Raphael Faiss, physiologiste de l’endurance

– On a organisé ce stage de préparation à Macolin spécifiquement pour les championnats d’Europe. Mais c’est surtoutl’occasion de créer un esprit d’équipe entre ces jeunes qui se côtoyent sur le calendrier habituel et autour du nouvel entraîneur national Heiko Salzwedel. Ca crée une bonne dynamique de groupe nécessaire pour espérer faire quelque chose sur une course d’un jour avec une équipe nationale.
– Cette génération est-elle exceptionnelle pour la Suisse ?
– On a actuellement des jeunes qui ont cette passion pour le cyclisme, qui ont compris que sans travail on n’obtient rien. Donc on a un grand intérêt pour la physiologie et l’entraînement lui-même. Commnt il faut savoir bien s’entraîner pour se préparer et arriver au plus haut niveau avec du travail efficace.
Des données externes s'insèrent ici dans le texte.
//! Monthly factor return series.
//!
//! Two delimited files feed the regressions: the five-factor research file
//! (`date,Mkt-RF,SMB,HML,RMW,CMA,RF`) and the momentum file (`date,Mom`),
//! both keyed by an integer `YYYYMM` date and quoted in percent. The
//! risk-free column is not a regressor and is ignored. The two files are
//! inner-joined on date and restricted to a configured range.

use crate::error::{FactorError, Result};
use crate::registry::FACTOR_COUNT;
use csv::{ReaderBuilder, Trim};
use polars::prelude::*;
use serde::{Deserialize, Serialize};
use std::collections::{HashMap, HashSet};
use std::io::Read;
use std::path::Path;
use tracing::info;

/// File name of the five-factor series.
pub const FIVE_FACTOR_FILE: &str = "F-F_Research_Data_5_Factors_2x3.csv";

/// File name of the momentum series.
pub const MOMENTUM_FILE: &str = "F-F_Momentum_Factor.csv";

/// Frame column names of the factor values, in regressor order.
pub const FACTOR_COLUMNS: [&str; FACTOR_COUNT] = ["mkt_rf", "smb", "hml", "mom", "cma", "rmw"];

/// Inclusive range of `YYYYMM` months.
#[derive(Debug, Clone, Copy, PartialEq, Eq, Serialize, Deserialize)]
pub struct MonthRange {
    /// First month included.
    pub start: i32,
    /// Last month included.
    pub end: i32,
}

impl MonthRange {
    /// Create a range after validating both bounds.
    pub fn new(start: i32, end: i32) -> Result<Self> {
        validate_month(start)?;
        validate_month(end)?;
        if start > end {
            return Err(FactorError::InvalidRange { start, end });
        }
        Ok(Self { start, end })
    }

    /// Whether a month lies inside the range.
    pub const fn contains(&self, date: i32) -> bool {
        self.start <= date && date <= self.end
    }
}

impl Default for MonthRange {
    fn default() -> Self {
        Self {
            start: 198001,
            end: 201912,
        }
    }
}

fn validate_month(date: i32) -> Result<()> {
    let month = date % 100;
    if date < 10_000 || !(1..=12).contains(&month) {
        return Err(FactorError::InvalidMonth(date));
    }
    Ok(())
}

#[derive(Debug, Deserialize)]
struct FiveFactorRow {
    date: i32,
    #[serde(rename = "Mkt-RF")]
    mkt_rf: f64,
    #[serde(rename = "SMB")]
    smb: f64,
    #[serde(rename = "HML")]
    hml: f64,
    #[serde(rename = "RMW")]
    rmw: f64,
    #[serde(rename = "CMA")]
    cma: f64,
}

#[derive(Debug, Deserialize)]
struct MomentumRow {
    date: i32,
    #[serde(rename = "MOM", alias = "Mom", alias = "mom")]
    mom: f64,
}

/// Factor returns of one month, in percent.
#[derive(Debug, Clone, Copy, PartialEq, Serialize, Deserialize)]
pub struct FactorObservation {
    /// Month as `YYYYMM`.
    pub date: i32,
    /// Market excess return.
    pub mkt_rf: f64,
    /// Size factor.
    pub smb: f64,
    /// Value factor.
    pub hml: f64,
    /// Momentum factor.
    pub mom: f64,
    /// Investment factor.
    pub cma: f64,
    /// Profitability factor.
    pub rmw: f64,
}

impl FactorObservation {
    /// Factor values in regressor order (flow excluded).
    pub const fn values(&self) -> [f64; FACTOR_COUNT] {
        [self.mkt_rf, self.smb, self.hml, self.mom, self.cma, self.rmw]
    }
}

/// Joined factor series, one observation per month in ascending order.
#[derive(Debug, Clone, Default, PartialEq, Serialize, Deserialize)]
pub struct FactorSeries {
    observations: Vec<FactorObservation>,
}

fn read_rows<T, R>(reader: R, file: &str) -> Result<Vec<T>>
where
    T: for<'de> Deserialize<'de> + HasDate,
    R: Read,
{
    let mut rdr = ReaderBuilder::new().trim(Trim::All).from_reader(reader);
    let mut seen = HashSet::new();
    let mut rows = Vec::new();
    for row in rdr.deserialize() {
        let row: T = row?;
        if !seen.insert(row.date()) {
            return Err(FactorError::DuplicateMonth {
                file: file.to_string(),
                date: row.date(),
            });
        }
        rows.push(row);
    }
    Ok(rows)
}

trait HasDate {
    fn date(&self) -> i32;
}

impl HasDate for FiveFactorRow {
    fn date(&self) -> i32 {
        self.date
    }
}

impl HasDate for MomentumRow {
    fn date(&self) -> i32 {
        self.date
    }
}

impl FactorSeries {
    /// Build a series from observations, sorting them by month.
    pub fn new(mut observations: Vec<FactorObservation>) -> Self {
        observations.sort_by_key(|o| o.date);
        Self { observations }
    }

    /// Read and join the two factor files from readers.
    pub fn from_readers<A: Read, B: Read>(
        five_factor: A,
        momentum: B,
        range: MonthRange,
    ) -> Result<Self> {
        let five: Vec<FiveFactorRow> = read_rows(five_factor, FIVE_FACTOR_FILE)?;
        let mom: Vec<MomentumRow> = read_rows(momentum, MOMENTUM_FILE)?;
        let mom_by_date: HashMap<i32, f64> = mom.iter().map(|r| (r.date, r.mom)).collect();

        let observations: Vec<FactorObservation> = five
            .iter()
            .filter(|r| range.contains(r.date))
            .filter_map(|r| {
                mom_by_date.get(&r.date).map(|&mom| FactorObservation {
                    date: r.date,
                    mkt_rf: r.mkt_rf,
                    smb: r.smb,
                    hml: r.hml,
                    mom,
                    cma: r.cma,
                    rmw: r.rmw,
                })
            })
            .collect();

        info!(
            five_factor_rows = five.len(),
            momentum_rows = mom.len(),
            rows_out = observations.len(),
            start = range.start,
            end = range.end,
            "joined factor series"
        );
        Ok(Self::new(observations))
    }

    /// Read and join the two factor files.
    pub fn load(five_factor: &Path, momentum: &Path, range: MonthRange) -> Result<Self> {
        let open = |path: &Path| -> Result<std::fs::File> {
            if !path.exists() {
                return Err(FactorError::MissingFile {
                    path: path.to_path_buf(),
                });
            }
            Ok(std::fs::File::open(path)?)
        };
        Self::from_readers(open(five_factor)?, open(momentum)?, range)
    }

    /// Read both files from a directory using their standard names.
    pub fn load_dir(dir: &Path, range: MonthRange) -> Result<Self> {
        Self::load(&dir.join(FIVE_FACTOR_FILE), &dir.join(MOMENTUM_FILE), range)
    }

    /// Observations in ascending month order.
    pub fn observations(&self) -> &[FactorObservation] {
        &self.observations
    }

    /// Observation of one month.
    pub fn get(&self, date: i32) -> Option<&FactorObservation> {
        self.observations
            .binary_search_by_key(&date, |o| o.date)
            .ok()
            .map(|i| &self.observations[i])
    }

    /// Frame with a `date` column and one column per factor
    /// ([`FACTOR_COLUMNS`]).
    pub fn to_frame(&self) -> PolarsResult<DataFrame> {
        let mut columns: Vec<Column> = vec![
            Series::new(
                "date".into(),
                self.observations.iter().map(|o| o.date).collect::<Vec<_>>(),
            )
            .into(),
        ];
        for (k, name) in FACTOR_COLUMNS.iter().enumerate() {
            let values: Vec<f64> = self.observations.iter().map(|o| o.values()[k]).collect();
            columns.push(Series::new((*name).into(), values).into());
        }
        DataFrame::new(columns)
    }

    /// Number of months.
    pub fn len(&self) -> usize {
        self.observations.len()
    }

    /// Whether the series is empty.
    pub fn is_empty(&self) -> bool {
        self.observations.is_empty()
    }
}

#[cfg(test)]
mod tests {
    use super::*;
    use rstest::rstest;

    const FIVE: &str = "date,Mkt-RF,SMB,HML,RMW,CMA,RF
197912,1.0,0.1,0.2,0.3,0.4,0.5
198001,5.51,1.66,1.86,-1.87,1.89,0.80
198002,-1.22,-1.84,0.59,0.92,-0.96,0.89
198003,-12.90,-6.59,-1.08,1.41,-1.03,1.21
";

    const MOM: &str = "date,Mom
198001,  7.55
198003,-9.73
";

    #[test]
    fn test_inner_join_and_range() {
        let series =
            FactorSeries::from_readers(FIVE.as_bytes(), MOM.as_bytes(), MonthRange::default())
                .unwrap();
        assert_eq!(series.len(), 2);

        let jan = series.get(198001).unwrap();
        assert_eq!(jan.mkt_rf, 5.51);
        assert_eq!(jan.mom, 7.55);
        assert_eq!(jan.rmw, -1.87);
        assert_eq!(jan.values(), [5.51, 1.66, 1.86, 7.55, 1.89, -1.87]);

        assert!(series.get(198002).is_none());
        assert!(series.get(197912).is_none());
    }

    #[test]
    fn test_frame_columns_follow_regressor_order() {
        let series =
            FactorSeries::from_readers(FIVE.as_bytes(), MOM.as_bytes(), MonthRange::default())
                .unwrap();
        let df = series.to_frame().unwrap();
        assert_eq!(df.height(), 2);
        assert_eq!(df.width(), 1 + FACTOR_COUNT);
        let rmw: Vec<Option<f64>> =
            df.column("rmw").unwrap().f64().unwrap().into_iter().collect();
        assert_eq!(rmw, vec![Some(-1.87), Some(1.41)]);
    }

    #[test]
    fn test_duplicate_month_rejected() {
        let mom = "date,Mom\n198001,1.0\n198001,2.0\n";
        let err = FactorSeries::from_readers(FIVE.as_bytes(), mom.as_bytes(), MonthRange::default())
            .unwrap_err();
        assert!(matches!(err, FactorError::DuplicateMonth { date: 198001, .. }));
    }

    #[test]
    fn test_missing_column_is_csv_error() {
        let five = "date,Mkt-RF,SMB\n198001,1.0,2.0\n";
        let err = FactorSeries::from_readers(five.as_bytes(), MOM.as_bytes(), MonthRange::default())
            .unwrap_err();
        assert!(matches!(err, FactorError::Csv(_)));
    }

    #[test]
    fn test_missing_file() {
        let err = FactorSeries::load_dir(Path::new("/nonexistent-factor-dir"), MonthRange::default())
            .unwrap_err();
        assert!(matches!(err, FactorError::MissingFile { .. }));
    }

    #[rstest]
    #[case(198001, 201912, true)]
    #[case(198013, 201912, false)]
    #[case(201912, 198001, false)]
    #[case(1980, 201912, false)]
    fn test_month_range(#[case] start: i32, #[case] end: i32, #[case] valid: bool) {
        assert_eq!(MonthRange::new(start, end).is_ok(), valid);
    }
}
– Comment vivent-ils le passé du cyclisme ?
– J’ai le sentiment qu’il y a une grande frustration auprès des coureurs qui doivent vivre avec ce passé du cyclisme, alors qu’eux ont vraiment envie de montrer que le cyclisme est un sport beau, car il faut tellement travailler pour arriver au plus haut niveau. Mais ils veulent le faire dans de meilleures conditions, avec leurs moyens, avec leur santé et on sent qu’ils sont tout à fait conscients des sacrifices nécessaires.
– Y a-t-il un changement de mentalité ?
– On sent surtout qu’en tant qu’entraîneur-physiologiste, on a les moyens d’influencer les athlètes, de les intéresser et surtout de les éduquer pour qu’ils fassent le travail de façon correcte, qu’ils sentent eux mêmes les progrès de cette approche un peu plus scientifique.
– L’affaire Froome ne va-t-elle pas tout faire s’écrouler ?
– Non, je ne pense pas car justement, si on base le travail sur la relation avec l’entraîneur, ils peuvent y arriver sans se préoccuper de ces affaires qui relèvent plus du business que du cyclisme, qui se passent dans des spères haut placées qui ne les concernent pas forcément.